Film Description

Acclaimed filmmaker Alan Berliner has been thinking a lot about names lately — how names are handed down through history, how they affect the way we think about one another, and how they function in what he calls "the language of memory."

The Sweetest Sound, Berliner's serio-comic meditation on individuality and the poetry of one's own name, premieres Tuesday, June 26, 2001 at 10 p.m. ET on PBS stations nationwide (check local listings). It is the second program in the 14th season of POV, public television's groundbreaking showcase of independent, non-fiction films.

In such award-winning films as The Family Album, Intimate Stranger, and Nobody's Business (all of which have been broadcast on POV), Berliner has become known for his idiosyncratic forays into matters of human identity and personality — what binds us, what separates us, and what endures over time — often turning to his own family as a subject. In The Sweetest Sound, which premiered before enthusiastic audiences at the recent 2001 Berlin Film Festival, Berliner turns the camera on himself in order to explore the essence of what a name really means.

"How do you convey the power, magic and mystery of names?" asks Berliner. "The way they confer identity? How they function as compressed histories — a set of codes that tell us where we come from, who we are, who we were, or sometimes even who we might want to be? The only way I could figure out how to do it was to fully examine one name very closely. My own."

Along the way, The Sweetest Sound takes a look at the historical origin of names and their social roles, finds the filmmaker questioning his parents about why they chose the particular combination of syllables he inhabits, interviews people on the streets of New York City, and visits various name societies around the country — like the Jim Smith Society and the National Linda Convention — that seem to celebrate the anonymity of sharing a collective and common name.
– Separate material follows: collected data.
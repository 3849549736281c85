//! # Gateway Pass Ledger
//!
//! Storage-backed realization of the gateway pass model from
//! `gatepass_common::gateway`.
//!
//! ## Modules
//!
//! | Module | Purpose |
//! |--------|---------|
//! | `policy` | Network creation and authority-gated policy changes |
//! | `lifecycle` | Issue, freeze, unfreeze, revoke, refresh expiry, set flags |
//! | `query` | Lookup, listing and relying-party verification |
//! | `events` | Audit log entries and their binary encoding |
//! | `persistence` | Checkpoints and consistency validation |
//! | `registry` | All of the above over one ledger |
//!
//! ## Atomicity
//!
//! Every mutating operation runs inside one `LedgerStorage::transact`
//! call: its reads, checks, record write and audit event commit together
//! or not at all.

pub mod events;
pub mod lifecycle;
pub mod persistence;
pub mod policy;
pub mod query;
pub mod registry;

pub use events::{encode_pass_event, PassEvent, EVENT_ENCODING_VERSION};
pub use lifecycle::{IssueRequest, LifecycleEngine};
pub use persistence::{
    create_checkpoint, load_checkpoint, restore_from_checkpoint, save_checkpoint,
    validate_ledger_consistency,
};
pub use policy::PolicyStore;
pub use query::PassQuery;
pub use registry::PassRegistry;

#[cfg(test)]
mod tests;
His quest even takes him to Ellis Island, where, surprisingly, he learns that the widespread belief that immigrants' names were changed by lazy or devious inspectors is more myth than fact. According to Marian Smith, chief historian of the Immigration and Naturalization Service, and Barry Moreno, librarian of the Ellis Island Immigration Museum and Statue of Liberty National Monument, name changes were instead part of a broader social process, suggested to the immigrants by co-workers, teachers, priests, rabbis, friends and family members, or in some cases imposed upon them by landlords or employers.

But the main focus of Berliner's journey leads him to muse over his own yearning to be unique, and the very role of a name in influencing personality and a sense of individuality. And what really bothers him is being mistaken for someone else named Alan Berliner. Berliner calls it "the same-name syndrome" — a difficulty accepting that there are other people out there who also have "his" name. It seems he's always being mistaken for the Belgian filmmaker, Alain Berliner, and often congratulated for having made his film, Ma Vie en Rose, which won a Golden Globe Award in 1997. Or constantly receiving pay checks (the good part) and phone calls asking for shots of Elizabeth Taylor and Frank Sinatra (the bad part) intended for Alan Berliner, the celebrity photographer living in Los Angeles.

To confront, and perhaps to exorcise his demons, Berliner conducts an Internet search on his name (known as "ego-surfing"), supplemented by 800 hand-signed letters sent out to Berliner families around the world, in his zeal to locate everyone he can find named Alan Berliner and invite them to dinner at his New York City home.

When 12 other Alans accept, Berliner films the Alan Berliner dinner as he decides whether the 12 other Alan Berliners are his "name cousins" or actually "the competition." In the end, The Sweetest Sound becomes an absorbing personal essay in search of the primal connection between names and identity.